North West 200 Event Director Mervyn Whyte (right) with Stanleigh Murray, Clerk of the Course, during last year's race week.

North West 200 Event Director Mervyn Whyte (right) with Stanleigh Murray, Clerk of the Course, during last year's race week.

North West 200 Event Director Mervyn Whyte says the free-to-view nature of the famous road race is a serious nuisance when it comes to generating much-needed revenue to run the event.

Last week, Causeway Coast and Glens Borough Council pledged £60,000 to Northern Ireland's biggest motorcycle race, which North Antrim MP Ian Paisley said had rescued the sporting spectacle "from a treacherous position".

Last month, race chief Whyte was forced to cancel the 2020 North West 200 as a result of the ongoing coronavirus pandemic, ruling out the prospect of the event taking place later in the year.

Planning for the 2021 meeting, provisionally scheduled to take place from May 11 to 15, is under way, although race organisers can expect to find it more challenging than ever to secure sponsors next year as a result of the knock-on effect of the Covid-19 crisis.
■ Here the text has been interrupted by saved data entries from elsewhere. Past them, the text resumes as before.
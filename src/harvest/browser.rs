use async_trait::async_trait;
use chromiumoxide::browser::{Browser, BrowserConfig};
use chromiumoxide::cdp::browser_protocol::network::{
    EventLoadingFinished, EventResponseReceived, GetResponseBodyParams,
};
use chromiumoxide::Page;
use futures::StreamExt;
use tokio::task::JoinHandle;
use tracing::{debug, info, warn};

use super::capture::{PendingBodies, ResponseCapture};
use super::pager::PageControls;
use super::HarvestError;
use crate::config::Settings;
use crate::pipeline::Reporter;
use crate::store::SharedStore;

/// A headless Chromium with one tab open.
pub struct BrowserSession {
    browser: Browser,
    handler: JoinHandle<()>,
    page: Page,
}

impl BrowserSession {
    /// Start the browser. Failure here almost always means Chromium is not
    /// installed or not runnable, so it is reported as a launch error.
    pub async fn launch(settings: &Settings) -> Result<Self, HarvestError> {
        let mut builder = BrowserConfig::builder()
            .arg(format!("--user-agent={}", settings.user_agent))
            .request_timeout(settings.request_timeout());
        if let Some(path) = &settings.chrome_path {
            builder = builder.chrome_executable(path);
        }
        let config = builder.build().map_err(HarvestError::Launch)?;

        let (browser, mut handler) = Browser::launch(config)
            .await
            .map_err(|e| HarvestError::Launch(e.to_string()))?;

        let handler = tokio::spawn(async move {
            while let Some(event) = handler.next().await {
                if let Err(e) = event {
                    debug!("CDP handler stopped: {}", e);
                    break;
                }
            }
        });

        let page = browser
            .new_page("about:blank")
            .await
            .map_err(|e| HarvestError::Launch(e.to_string()))?;

        info!("Browser launched");
        Ok(Self { browser, handler, page })
    }

    /// Subscribe to network traffic and feed matching bodies into `store`.
    ///
    /// Bodies are fetched once loading has finished; the returned task runs
    /// until aborted or the page goes away.
    pub async fn start_capture(
        &self,
        capture: ResponseCapture,
        store: SharedStore,
        reporter: Reporter,
    ) -> Result<JoinHandle<()>, HarvestError> {
        let mut responses = self
            .page
            .event_listener::<EventResponseReceived>()
            .await
            .map_err(page_error)?;
        let mut finished = self
            .page
            .event_listener::<EventLoadingFinished>()
            .await
            .map_err(page_error)?;
        let page = self.page.clone();

        Ok(tokio::spawn(async move {
            let mut pending = PendingBodies::default();
            loop {
                tokio::select! {
                    Some(event) = responses.next() => {
                        pending.track(&capture, event.request_id.inner(), &event.response.url);
                    }
                    Some(event) = finished.next() => {
                        if let Some(url) = pending.finish(event.request_id.inner()) {
                            let params = GetResponseBodyParams::new(event.request_id.clone());
                            match page.execute(params).await {
                                Ok(body) if body.result.base64_encoded => {
                                    debug!("Skipping binary body from {}", url);
                                }
                                Ok(body) => {
                                    let added = capture.ingest(&url, &body.result.body, &store);
                                    if added > 0 {
                                        reporter.page_captured(added, store.len());
                                    }
                                }
                                Err(e) => debug!("Could not read body of {}: {}", url, e),
                            }
                        }
                    }
                    else => break,
                }
            }
        }))
    }

    pub async fn open(&self, url: &str) -> Result<(), HarvestError> {
        self.page
            .goto(url)
            .await
            .map_err(|e| HarvestError::Navigation(format!("{}: {}", url, e)))?;
        Ok(())
    }

    pub fn controls(&self, settings: &Settings) -> BrowserPager {
        BrowserPager {
            page: self.page.clone(),
            settings: settings.clone(),
        }
    }

    pub async fn close(mut self) {
        if let Err(e) = self.browser.close().await {
            warn!("Browser did not close cleanly: {}", e);
        }
        if let Err(e) = self.browser.wait().await {
            debug!("Waiting for browser exit failed: {}", e);
        }
        self.handler.abort();
    }
}

/// Page-selector access on the live tab.
pub struct BrowserPager {
    page: Page,
    settings: Settings,
}

#[async_trait]
impl PageControls for BrowserPager {
    async fn probe(&self, index: usize) -> Result<Option<String>, HarvestError> {
        let selector = self.settings.pager_selector_for(index);
        let elements = self.page.find_elements(selector).await.map_err(page_error)?;
        let Some(element) = elements.into_iter().next() else {
            return Ok(None);
        };
        let label = element.inner_text().await.map_err(page_error)?;
        Ok(Some(label.unwrap_or_default().trim().to_string()))
    }

    async fn activate(&self, index: usize) -> Result<(), HarvestError> {
        let selector = self.settings.pager_selector_for(index);
        let element = self.page.find_element(selector).await.map_err(page_error)?;
        element.click().await.map_err(page_error)?;
        Ok(())
    }
}

fn page_error(e: chromiumoxide::error::CdpError) -> HarvestError {
    HarvestError::Page(e.to_string())
}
Although grateful for the council's financial backing, Whyte admits there is still much work to do before the international road race returns next spring.

"I had been working with the council for a period of time and that money was ring-fenced for the North West in 2020," he said.

"With the cancellation of the event this year, the money will be a big plus because we had done a lot of spending and we'll be able to put the rest towards 2021.

"After we cancelled our event in May, we've been involved in paying back refunds and we've a lot of expenses to pay as well."

The North West 200 generates around £12million for the economy but, unlike other sporting events, the organisers are unable to charge an admission fee. They rely heavily on revenue from sales of the race programme, paddock wristbands, grandstand and hospitality tickets.

Whyte said: "The key thing is that it's a free-to-view event and it's not like any other sport. You can essentially park your car in Portrush and walk from the Metropole through to the start area and watch the racing. It's not like football or rugby, for example, when you have to pay to get into a stadium.

"Yes, people might buy a grandstand pass or a programme, but whoever decides they don't want to part with any money can basically come and watch for nothing.

"The North West is massive for the local economy itself because it brings in around £12million, so to lose that this year is a major blow to the area and also to Northern Ireland as a whole."